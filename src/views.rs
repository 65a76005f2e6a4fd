//! Server-rendered HTML for the admin pages.
//!
//! Pages are deliberately plain: a heading, an optional message and a form.

use std::fmt::Write;

use strum::IntoEnumIterator;

use crate::models::chapters::BakeForm;
use crate::models::job::JobSnapshot;
use crate::models::project::{AdminPage, Project};
use crate::services::collation::CollationIndex;

pub const POLL_SCRIPT: &str = include_str!("../static/poll.js");

/// Escape text for use in HTML content and quoted attributes.
pub fn escape(text: &str) -> String {
    let mut out = String::with_capacity(text.len());
    for c in text.chars() {
        match c {
            '&' => out.push_str("&amp;"),
            '<' => out.push_str("&lt;"),
            '>' => out.push_str("&gt;"),
            '"' => out.push_str("&quot;"),
            '\'' => out.push_str("&#x27;"),
            c => out.push(c),
        }
    }
    out
}

fn layout(title: &str, body: &str) -> String {
    format!(
        "<!DOCTYPE html>\n<html lang=\"en\">\n<head>\n<meta charset=\"utf-8\">\n<title>{title}</title>\n</head>\n<body>\n<h1>{title}</h1>\n{body}\n</body>\n</html>\n",
        title = escape(title),
    )
}

fn message_block(message: &str) -> String {
    if message.is_empty() {
        String::new()
    } else {
        format!("<p class=\"message\">{}</p>\n", escape(message))
    }
}

const UPLOAD_FORM: &str = r#"<form method="post" enctype="multipart/form-data">
<label for="xmlfile">Select a file</label>
<input type="file" name="xmlfile" id="xmlfile" required>
<button type="submit" name="upload" value="upload">Upload</button>
</form>
"#;

pub fn landing() -> String {
    layout(
        "Edition administration",
        r#"<ul>
<li><a href="/xmlconversion/">Convert a transcription to HTML</a></li>
<li><a href="/estoria-admin/">Manage the edition websites</a></li>
</ul>"#,
    )
}

/// Job status view; `poll.js` keeps it current until the job finishes.
pub fn status(title: &str, task_id: &str, snapshot: &JobSnapshot, download: Option<&str>) -> String {
    let result = match &snapshot.result {
        None => String::new(),
        Some(serde_json::Value::String(s)) => s.clone(),
        Some(other) => other.to_string(),
    };
    let download = download
        .map(|href| format!(" data-download=\"{}\"", escape(href)))
        .unwrap_or_default();
    let body = format!(
        r#"<div id="job" data-task-id="{id}"{download}>
<p>Task: {id}</p>
<p>State: <span id="state">{state}</span></p>
<p>Result: <span id="result">{result}</span></p>
<p id="user-count">Checking the server for the task.</p>
</div>
<script src="/static/poll.js"></script>"#,
        id = escape(task_id),
        state = snapshot.state,
        result = escape(&result),
    );
    layout(title, &body)
}

pub fn unavailable() -> String {
    layout(
        "Service unavailable",
        "<p>The request could not be completed. Please try again later.</p>",
    )
}

pub fn xmlconversion_form(message: &str) -> String {
    layout(
        "XML conversion",
        &format!("{}{UPLOAD_FORM}", message_block(message)),
    )
}

pub fn project_selection() -> String {
    let mut items = String::new();
    for project in Project::iter() {
        let _ = writeln!(
            items,
            "<li><a href=\"/estoria-admin/{}/\">{}</a></li>",
            project.slug(),
            escape(project.display_name())
        );
    }
    layout("Choose a project", &format!("<ul>\n{items}</ul>"))
}

pub fn project_index(project: Project) -> String {
    let mut items = String::new();
    for page in AdminPage::iter().filter(|p| project.supports(*p)) {
        let _ = writeln!(
            items,
            "<li><a href=\"/estoria-admin/{}/{}\">{}</a></li>",
            project.slug(),
            page,
            page.title()
        );
    }
    layout(
        project.display_name(),
        &format!(
            "<p>Management tools for the website.</p>\n<ul>\n{items}</ul>\n<p><a href=\"/estoria-admin/\">Change project</a></p>"
        ),
    )
}

/// Upload-and-rebuild page (transcriptions, reader XML, translation).
pub fn upload_page(project: Project, page: AdminPage, message: &str) -> String {
    let body = format!(
        r#"{message}<h2>Upload</h2>
{UPLOAD_FORM}<h2>Rebuild</h2>
<form method="post">
<button type="submit" name="rebuild" value="rebuild">Rebuild the {title} data</button>
</form>
<p><a href="/estoria-admin/{slug}/">Back</a></p>"#,
        message = message_block(message),
        title = page.title(),
        slug = project.slug(),
    );
    layout(page.title(), &body)
}

pub fn critical_page(project: Project, message: &str) -> String {
    let body = format!(
        r#"{message}<form method="post">
<button type="submit" name="rebuildfirst" value="rebuildfirst">Rebuild the critical edition</button>
</form>
<p><a href="/estoria-admin/{slug}/">Back</a></p>"#,
        message = message_block(message),
        slug = project.slug(),
    );
    layout(AdminPage::Critical.title(), &body)
}

/// Baking page. `collation` is `None` when the collation index is unreadable.
pub fn baking_page(
    project: Project,
    form: &BakeForm,
    message: &str,
    collation: Option<&CollationIndex>,
    base_url: &str,
) -> String {
    let mut body = message_block(message);
    let Some(collation) = collation else {
        return layout(AdminPage::Baking.title(), &body);
    };
    let maximum = collation.maximum;

    let value = |v: &Option<String>| escape(v.as_deref().unwrap_or_default());
    let _ = write!(
        body,
        r#"<form method="post">
<label for="start_chapter">Start at chapter</label>
<input type="number" min="1" max="{maximum}" name="start_chapter" id="start_chapter" value="{start}">
<label for="stop_chapter">Stop at chapter</label>
<input type="number" min="1" max="{maximum}" name="stop_chapter" id="stop_chapter" value="{stop}">
<button type="submit" name="range" value="range">Bake range</button>
</form>
<form method="post">
<label for="chapter">Chapter</label>
<input type="number" min="1" max="{maximum}" name="chapter" id="chapter" value="{chapter}">
<button type="submit" name="one" value="one">Bake one chapter</button>
</form>
<h2>Chapters</h2>
<ul>
"#,
        start = value(&form.start_chapter),
        stop = value(&form.stop_chapter),
        chapter = value(&form.chapter),
    );
    for &n in &collation.chapters {
        let _ = writeln!(
            body,
            "<li><a href=\"{}\">Chapter {n}</a></li>",
            escape(&crate::tasks::bake::chapter_url(base_url, n))
        );
    }
    let _ = write!(
        body,
        "</ul>\n<p><a href=\"/estoria-admin/{}/\">Back</a></p>",
        project.slug()
    );
    layout(AdminPage::Baking.title(), &body)
}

Exercise requirements: The data must be given again in full, exactly as written.

Answer section:
filename src/views.rs
repository 65a76005f2e6a4fd
//! Server-rendered HTML for the admin pages.
//!
//! Pages are deliberately plain: a heading, an optional message and a form.

use std::fmt::Write;

use strum::IntoEnumIterator;

use crate::models::chapters::BakeForm;
use crate::models::job::JobSnapshot;
use crate::models::project::{AdminPage, Project};
use crate::services::collation::CollationIndex;

pub const POLL_SCRIPT: &str = include_str!("../static/poll.js");

/// Escape text for use in HTML content and quoted attributes.
pub fn escape(text: &str) -> String {
    let mut out = String::with_capacity(text.len());
    for c in text.chars() {
        match c {
            '&' => out.push_str("&amp;"),
            '<' => out.push_str("&lt;"),
            '>' => out.push_str("&gt;"),
            '"' => out.push_str("&quot;"),
            '\'' => out.push_str("&#x27;"),
            c => out.push(c),
        }
    }
    out
}

fn layout(title: &str, body: &str) -> String {
    format!(
        "<!DOCTYPE html>\n<html lang=\"en\">\n<head>\n<meta charset=\"utf-8\">\n<title>{title}</title>\n</head>\n<body>\n<h1>{title}</h1>\n{body}\n</body>\n</html>\n",
        title = escape(title),
    )
}

fn message_block(message: &str) -> String {
    if message.is_empty() {
        String::new()
    } else {
        format!("<p class=\"message\">{}</p>\n", escape(message))
    }
}

const UPLOAD_FORM: &str = r#"<form method="post" enctype="multipart/form-data">
<label for="xmlfile">Select a file</label>
<input type="file" name="xmlfile" id="xmlfile" required>
<button type="submit" name="upload" value="upload">Upload</button>
</form>
"#;

pub fn landing() -> String {
    layout(
        "Edition administration",
        r#"<ul>
<li><a href="/xmlconversion/">Convert a transcription to HTML</a></li>
<li><a href="/estoria-admin/">Manage the edition websites</a></li>
</ul>"#,
    )
}

/// Job status view; `poll.js` keeps it current until the job finishes.
pub fn status(title: &str, task_id: &str, snapshot: &JobSnapshot, download: Option<&str>) -> String {
    let result = match &snapshot.result {
        None => String::new(),
        Some(serde_json::Value::String(s)) => s.clone(),
        Some(other) => other.to_string(),
    };
    let download = download
        .map(|href| format!(" data-download=\"{}\"", escape(href)))
        .unwrap_or_default();
    let body = format!(
        r#"<div id="job" data-task-id="{id}"{download}>
<p>Task: {id}</p>
<p>State: <span id="state">{state}</span></p>
<p>Result: <span id="result">{result}</span></p>
<p id="user-count">Checking the server for the task.</p>
</div>
<script src="/static/poll.js"></script>"#,
        id = escape(task_id),
        state = snapshot.state,
        result = escape(&result),
    );
    layout(title, &body)
}

pub fn unavailable() -> String {
    layout(
        "Service unavailable",
        "<p>The request could not be completed. Please try again later.</p>",
    )
}

pub fn xmlconversion_form(message: &str) -> String {
    layout(
        "XML conversion",
        &format!("{}{UPLOAD_FORM}", message_block(message)),
    )
}

pub fn project_selection() -> String {
    let mut items = String::new();
    for project in Project::iter() {
        let _ = writeln!(
            items,
            "<li><a href=\"/estoria-admin/{}/\">{}</a></li>",
            project.slug(),
            escape(project.display_name())
        );
    }
    layout("Choose a project", &format!("<ul>\n{items}</ul>"))
}

pub fn project_index(project: Project) -> String {
    let mut items = String::new();
    for page in AdminPage::iter().filter(|p| project.supports(*p)) {
        let _ = writeln!(
            items,
            "<li><a href=\"/estoria-admin/{}/{}\">{}</a></li>",
            project.slug(),
            page,
            page.title()
        );
    }
    layout(
        project.display_name(),
        &format!(
            "<p>Management tools for the website.</p>\n<ul>\n{items}</ul>\n<p><a href=\"/estoria-admin/\">Change project</a></p>"
        ),
    )
}

/// Upload-and-rebuild page (transcriptions, reader XML, translation).
pub fn upload_page(project: Project, page: AdminPage, message: &str) -> String {
    let body = format!(
        r#"{message}<h2>Upload</h2>
{UPLOAD_FORM}<h2>Rebuild</h2>
<form method="post">
<button type="submit" name="rebuild" value="rebuild">Rebuild the {title} data</button>
</form>
<p><a href="/estoria-admin/{slug}/">Back</a></p>"#,
        message = message_block(message),
        title = page.title(),
        slug = project.slug(),
    );
    layout(page.title(), &body)
}

pub fn critical_page(project: Project, message: &str) -> String {
    let body = format!(
        r#"{message}<form method="post">
<button type="submit" name="rebuildfirst" value="rebuildfirst">Rebuild the critical edition</button>
</form>
<p><a href="/estoria-admin/{slug}/">Back</a></p>"#,
        message = message_block(message),
        slug = project.slug(),
    );
    layout(AdminPage::Critical.title(), &body)
}

/// Baking page. `collation` is `None` when the collation index is unreadable.
pub fn baking_page(
    project: Project,
    form: &BakeForm,
    message: &str,
    collation: Option<&CollationIndex>,
    base_url: &str,
) -> String {
    let mut body = message_block(message);
    let Some(collation) = collation else {
        return layout(AdminPage::Baking.title(), &body);
    };
    let maximum = collation.maximum;

    let value = |v: &Option<String>| escape(v.as_deref().unwrap_or_default());
    let _ = write!(
        body,
        r#"<form method="post">
<label for="start_chapter">Start at chapter</label>
<input type="number" min="1" max="{maximum}" name="start_chapter" id="start_chapter" value="{start}">
<label for="stop_chapter">Stop at chapter</label>
<input type="number" min="1" max="{maximum}" name="stop_chapter" id="stop_chapter" value="{stop}">
<button type="submit" name="range" value="range">Bake range</button>
</form>
<form method="post">
<label for="chapter">Chapter</label>
<input type="number" min="1" max="{maximum}" name="chapter" id="chapter" value="{chapter}">
<button type="submit" name="one" value="one">Bake one chapter</button>
</form>
<h2>Chapters</h2>
<ul>
"#,
        start = value(&form.start_chapter),
        stop = value(&form.stop_chapter),
        chapter = value(&form.chapter),
    );
    for &n in &collation.chapters {
        let _ = writeln!(
            body,
            "<li><a href=\"{}\">Chapter {n}</a></li>",
            escape(&crate::tasks::bake::chapter_url(base_url, n))
        );
    }
    let _ = write!(
        body,
        "</ul>\n<p><a href=\"/estoria-admin/{}/\">Back</a></p>",
        project.slug()
    );
    layout(AdminPage::Baking.title(), &body)
}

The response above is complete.